> [Information supplied]
[Start of Attachment]

/*
 * SPDX-FileCopyrightText: 2025 The webrank developers
 *
 * SPDX-License-Identifier: Apache-2.0 OR LGPL-2.1-or-later
 */

//! Ranking algorithms.
//!
//! - [`eigen`]: exact PageRank as an eigenvector of the transition matrix;
//! - [`power`]: powers of the transition matrix;
//! - [`recursive`]: synchronous recursive updates on the inbound links;
//! - [`surfer`]: Monte Carlo simulation of a random surfer.

pub mod eigen;
pub mod power;
pub mod recursive;
pub mod surfer;

pub use eigen::{EigenSolver, NoStationaryDistribution, eigenvector_pagerank};
pub use power::{PowerIteration, fixed_power};
pub use recursive::{RecursiveUpdate, recursive_pagerank};
pub use surfer::{RandomSurfer, SurferWalk, random_surf, step_distribution};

[End of Attachment]

> [Exercise brief] Search the data for "recursive". Copy every matching line.

> [Your solution]
//! - [`recursive`]: synchronous recursive updates on the inbound links;
pub mod recursive;
pub use recursive::{RecursiveUpdate, recursive_pagerank};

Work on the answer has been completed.